◆ Exercise ◆
Search the material for the string "appended", then return every line where it is found.

━━━━━━━━

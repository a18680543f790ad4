//! Generic analyzer driven by an argument template.
//!
//! Each template argument may contain placeholders:
//!
//! | Placeholder | Value |
//! |-------------|-------|
//! | `{tree}`    | checked-out tree root |
//! | `{output}`  | path the table should be written to |
//! | `{workdir}` | per-version scratch directory |
//! | `{version}` | version being analyzed |
//! | `{commit}`  | full commit hash |
//! | `{metrics}` | comma-separated metric names |
//!
//! When no argument mentions `{output}`, the program's stdout is taken as
//! the table.

use async_trait::async_trait;

use super::{AnalysisOutput, AnalysisRequest, AnalyzerError, MetricsAnalyzer, run_tool};

#[derive(Debug, Clone)]
pub struct CommandAnalyzer {
    program: String,
    args: Vec<String>,
}

impl CommandAnalyzer {
    pub fn new(program: impl Into<String>, args: Vec<String>) -> Self {
        Self {
            program: program.into(),
            args,
        }
    }

    fn writes_output_file(&self) -> bool {
        self.args.iter().any(|a| a.contains("{output}"))
    }

    fn render_args(&self, request: &AnalysisRequest<'_>) -> Vec<String> {
        let output = request.table_path().display().to_string();
        let tree = request.tree.display().to_string();
        let work_dir = request.work_dir.display().to_string();
        let version = request.version.to_string();
        let metrics = request.metrics.names().join(",");

        self.args
            .iter()
            .map(|arg| {
                arg.replace("{tree}", &tree)
                    .replace("{output}", &output)
                    .replace("{workdir}", &work_dir)
                    .replace("{version}", &version)
                    .replace("{commit}", request.commit)
                    .replace("{metrics}", &metrics)
            })
            .collect()
    }
}

#[async_trait]
impl MetricsAnalyzer for CommandAnalyzer {
    fn name(&self) -> &str {
        &self.program
    }

    async fn analyze(&self, request: &AnalysisRequest<'_>) -> Result<AnalysisOutput, AnalyzerError> {
        let args = self.render_args(request);
        let output = run_tool(&self.program, &args, request.tree).await?;

        let table = request.table_path();
        if !self.writes_output_file() {
            tokio::fs::write(&table, &output.stdout)
                .await
                .map_err(|source| AnalyzerError::Io {
                    path: table.clone(),
                    source,
                })?;
        }

        Ok(AnalysisOutput {
            table,
            artifacts: Vec::new(),
        })
    }
}
//! Configuration loading and layering.
//!
//! Handles `.relmine.toml` loading, environment variable resolution,
//! and CLI flag merging with proper priority ordering.

pub mod loader;

pub use loader::{AnalyzerConfig, Config, ConfigError, JiraConfig, MatcherConfig, MetricsConfig, RepositoryConfig};
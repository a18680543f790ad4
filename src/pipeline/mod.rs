//! The version-ordered metrics pipeline.
//!
//! Versions are processed strictly one after another: cache lookup, then
//! checkout, analyze, store and append. The working tree is a single
//! shared resource, so nothing here runs concurrently.
//!
//! [`MetricsPipeline::run`] wraps the loop in a [`RecoveryGuard`] and races
//! it against a shutdown signal; whichever way the loop ends, the
//! repository is put back on its primary branch.

use std::future::Future;
use std::path::{Path, PathBuf};
use std::sync::Arc;

use semver::Version;
use thiserror::Error;

use crate::analyzer::{self, AnalyzerError, MetricsAnalyzer};
use crate::cache::MetricsCache;
use crate::git::{RecoveryGuard, RepositoryError, WorkingTree};
use crate::models::{MetricSet, VersionCommit};
use crate::output::{MetricsTable, OutputError};
use crate::progress::{ProgressTracker, StepStatus};

/// Errors that abort a metrics run.
#[derive(Error, Debug)]
pub enum PipelineError {
    #[error(transparent)]
    Repository(#[from] RepositoryError),

    #[error(transparent)]
    Analyzer(#[from] AnalyzerError),

    #[error(transparent)]
    Output(#[from] OutputError),

    #[error("interrupted after {completed} version(s)")]
    Interrupted { completed: usize },

    /// The run itself succeeded but the repository could not be restored.
    #[error("failed to restore repository: {0}")]
    Recovery(#[source] RepositoryError),
}

/// What a run did, per version.
#[derive(Debug, Default, Clone, PartialEq, Eq)]
pub struct RunSummary {
    /// Versions analyzed in this run.
    pub computed: usize,
    /// Versions served from the cache.
    pub cached: usize,
    /// Versions skipped after a recoverable analyzer failure.
    pub failed: Vec<Version>,
    /// Rows appended to the output table.
    pub rows: usize,
}

impl RunSummary {
    pub fn completed(&self) -> usize {
        self.computed + self.cached + self.failed.len()
    }
}

pub struct MetricsPipeline {
    tree: WorkingTree,
    cache: MetricsCache,
    analyzer: Arc<dyn MetricsAnalyzer>,
    metrics: MetricSet,
    work_dir: PathBuf,
}

impl MetricsPipeline {
    pub fn new(
        tree: WorkingTree,
        cache: MetricsCache,
        analyzer: Arc<dyn MetricsAnalyzer>,
        metrics: MetricSet,
        work_dir: impl Into<PathBuf>,
    ) -> Self {
        Self {
            tree,
            cache,
            analyzer,
            metrics,
            work_dir: work_dir.into(),
        }
    }

    pub fn tree(&self) -> &WorkingTree {
        &self.tree
    }

    /// Run over `versions`, writing the table to `output`, and restore the
    /// repository to `branch` afterwards.
    ///
    /// When `shutdown` resolves first, the in-flight version is abandoned
    /// (its analyzer process is killed), rows already appended stay in the
    /// table, and [`PipelineError::Interrupted`] is returned after the
    /// restore. A restore failure never replaces an earlier error.
    pub async fn run<F>(
        &self,
        versions: &[VersionCommit],
        output: &Path,
        branch: &str,
        progress: &ProgressTracker,
        shutdown: F,
    ) -> Result<RunSummary, PipelineError>
    where
        F: Future<Output = ()>,
    {
        let mut table = MetricsTable::create(output, &self.metrics)?;
        let mut summary = RunSummary::default();
        let guard = RecoveryGuard::new(&self.tree, branch);

        progress.start();
        let outcome = tokio::select! {
            result = self.process(versions, &mut table, progress, &mut summary) => result.map(|()| true),
            () = shutdown => Ok(false),
        };
        progress.finish();

        let outcome = match outcome {
            Ok(true) => Ok(()),
            Ok(false) => {
                let completed = summary.completed();
                tracing::warn!("interrupt received; stopping after {completed} version(s)");
                Err(PipelineError::Interrupted { completed })
            }
            Err(e) => Err(e),
        };

        let restored = guard.restore().await;
        match (outcome, restored) {
            (Ok(()), Ok(())) => {
                tracing::info!(
                    "metrics run finished: {} computed, {} cached, {} failed, {} row(s) in {}",
                    summary.computed,
                    summary.cached,
                    summary.failed.len(),
                    summary.rows,
                    table.path().display()
                );
                Ok(summary)
            }
            (Ok(()), Err(e)) => Err(PipelineError::Recovery(e)),
            (Err(e), Ok(())) => Err(e),
            (Err(e), Err(restore)) => {
                tracing::error!("repository restore also failed: {restore}");
                Err(e)
            }
        }
    }

    /// Process versions in order, appending to `table`. Does not restore
    /// the repository; use [`run`](Self::run) for that.
    pub async fn process(
        &self,
        versions: &[VersionCommit],
        table: &mut MetricsTable,
        progress: &ProgressTracker,
        summary: &mut RunSummary,
    ) -> Result<(), PipelineError> {
        for release in versions {
            self.process_version(release, table, progress, summary).await?;
        }
        Ok(())
    }

    async fn process_version(
        &self,
        release: &VersionCommit,
        table: &mut MetricsTable,
        progress: &ProgressTracker,
        summary: &mut RunSummary,
    ) -> Result<(), PipelineError> {
        let label = release.version.to_string();

        if let Some(entry) = self.cache.lookup(release) {
            match self.cache.load(&entry, &self.metrics) {
                Ok(rows) => {
                    tracing::debug!("{release}: cache hit at {}", entry.path.display());
                    let rows = table.append(release, &rows)?;
                    summary.cached += 1;
                    summary.rows += rows;
                    progress.update(&label, StepStatus::Cached { rows });
                    return Ok(());
                }
                Err(e) => tracing::warn!("{release}: unreadable cache entry, recomputing: {e}"),
            }
        } else {
            tracing::debug!("{release}: cache miss");
        }

        progress.update(&label, StepStatus::CheckingOut);
        let checkout = self.tree.checkout(&release.commit).await?;

        progress.update(&label, StepStatus::Analyzing);
        let extracted = analyzer::extract(
            self.analyzer.as_ref(),
            &checkout,
            &release.version,
            &self.metrics,
            &self.work_dir,
        )
        .await;
        drop(checkout);

        let rows = match extracted {
            Ok(rows) => rows,
            Err(e) if e.is_fatal() => return Err(e.into()),
            Err(e) => {
                tracing::error!("{release}: analysis failed, skipping version: {e}");
                summary.failed.push(release.version.clone());
                progress.update(&label, StepStatus::Failed(e.to_string()));
                return Ok(());
            }
        };

        if let Err(e) = self.cache.store(release, &self.metrics, &rows) {
            tracing::warn!("{release}: failed to cache metrics: {e}");
        }
        let rows = table.append(release, &rows)?;
        summary.computed += 1;
        summary.rows += rows;
        progress.update(&label, StepStatus::Done { rows });
        Ok(())
    }
}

━━━━━━━━

◆ Output for this task ◆
    /// Rows appended to the output table.
    /// (its analyzer process is killed), rows already appended stay in the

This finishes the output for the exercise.